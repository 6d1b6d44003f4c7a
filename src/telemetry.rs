use tracing_subscriber::EnvFilter;

/// Logs go to stderr so stdout carries only the report. `RUST_LOG`
/// overrides the default `info` level.
pub fn init() {
    let filter = EnvFilter::try_from_default_env().unwrap_or_else(|_| EnvFilter::new("info"));

    // a subscriber already installed by the host keeps logging
    tracing_subscriber::fmt()
        .with_env_filter(filter)
        .with_writer(std::io::stderr)
        .with_target(false)
        .try_init()
        .ok();
}
use tracing::warn;

use crate::domain::{Error, Warning, WarningSink};

/// Reports through the tracing subscriber, which writes to stderr.
#[derive(Default, Debug)]
pub struct StdErrSink {}

impl WarningSink for StdErrSink {
    fn reject(&self, error: &Error) {
        warn!(%error, "event rejected");
    }

    fn warn(&self, warning: &Warning) {
        warn!(%warning, "ledger warning");
    }
}
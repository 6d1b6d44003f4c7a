pub mod account;
pub mod error;
pub mod event;
pub mod money;
pub mod traits;
pub mod transaction;
pub mod warning;

pub use account::{Account, AccountId, AccountKind};
pub use error::Error;
pub use event::{LedgerEvent, OpenAccount, Posting, PostingKind};
pub use money::Money;
pub use traits::{EventStream, LedgerRepository, WarningSink};
pub use transaction::{SharedSplit, Transaction, TransactionId, TransactionKind};
pub use warning::Warning;
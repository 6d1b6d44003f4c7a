use chrono::{Datelike, Months, NaiveDate};

use crate::domain::Error;

/// A card statement period, both ends inclusive.
#[derive(Debug, Clone, Copy, PartialEq, Eq)]
pub struct BillingCycle {
    pub start: NaiveDate,
    pub end: NaiveDate,
}

impl BillingCycle {
    /// The cycle that `date` falls in when statements start on `statement_day`.
    pub fn containing(date: NaiveDate, statement_day: u32) -> Result<Self, Error> {
        if !(1..=28).contains(&statement_day) {
            return Err(Error::InvalidStatementDay(statement_day));
        }

        let start = if date.day() >= statement_day {
            date.with_day(statement_day)
        } else {
            date.checked_sub_months(Months::new(1))
                .and_then(|d| d.with_day(statement_day))
        };
        let end = start
            .and_then(|d| d.checked_add_months(Months::new(1)))
            .and_then(|d| d.pred_opt());

        match (start, end) {
            (Some(start), Some(end)) => Ok(Self { start, end }),
            _ => Err(Error::InvalidStatementDay(statement_day)),
        }
    }

    pub fn contains(&self, date: NaiveDate) -> bool {
        self.start <= date && date <= self.end
    }
}

#[cfg(test)]
mod tests {
    use super::*;

    fn date(y: i32, m: u32, d: u32) -> NaiveDate {
        NaiveDate::from_ymd_opt(y, m, d).unwrap()
    }

    #[test]
    fn cycle_runs_from_statement_day_to_the_day_before() {
        let cycle = BillingCycle::containing(date(2026, 1, 19), 19).unwrap();
        assert_eq!(cycle.start, date(2026, 1, 19));
        assert_eq!(cycle.end, date(2026, 2, 18));

        let cycle = BillingCycle::containing(date(2026, 1, 5), 19).unwrap();
        assert_eq!(cycle.start, date(2025, 12, 19));
        assert_eq!(cycle.end, date(2026, 1, 18));
        assert!(cycle.contains(date(2026, 1, 18)));
        assert!(!cycle.contains(date(2026, 1, 19)));
    }

    #[test]
    fn first_of_month_cycles_cover_whole_months() {
        let cycle = BillingCycle::containing(date(2028, 2, 10), 1).unwrap();
        assert_eq!(cycle.start, date(2028, 2, 1));
        assert_eq!(cycle.end, date(2028, 2, 29));
    }

    #[test]
    fn statement_day_must_exist_in_every_month() {
        assert!(matches!(
            BillingCycle::containing(date(2026, 1, 1), 30),
            Err(Error::InvalidStatementDay(30))
        ));
        assert!(BillingCycle::containing(date(2026, 1, 1), 0).is_err());
    }
}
════
WHAT TO DO: Every line above from the line with "The cycle that" to the line with "return Err(Error::InvalidStatementDay(statement_day));", inclusive, must be returned exactly; no other line belongs in the reply.

SOLUTION FOR THIS EXERCISE:
    /// The cycle that `date` falls in when statements start on `statement_day`.
    pub fn containing(date: NaiveDate, statement_day: u32) -> Result<Self, Error> {
        if !(1..=28).contains(&statement_day) {
            return Err(Error::InvalidStatementDay(statement_day));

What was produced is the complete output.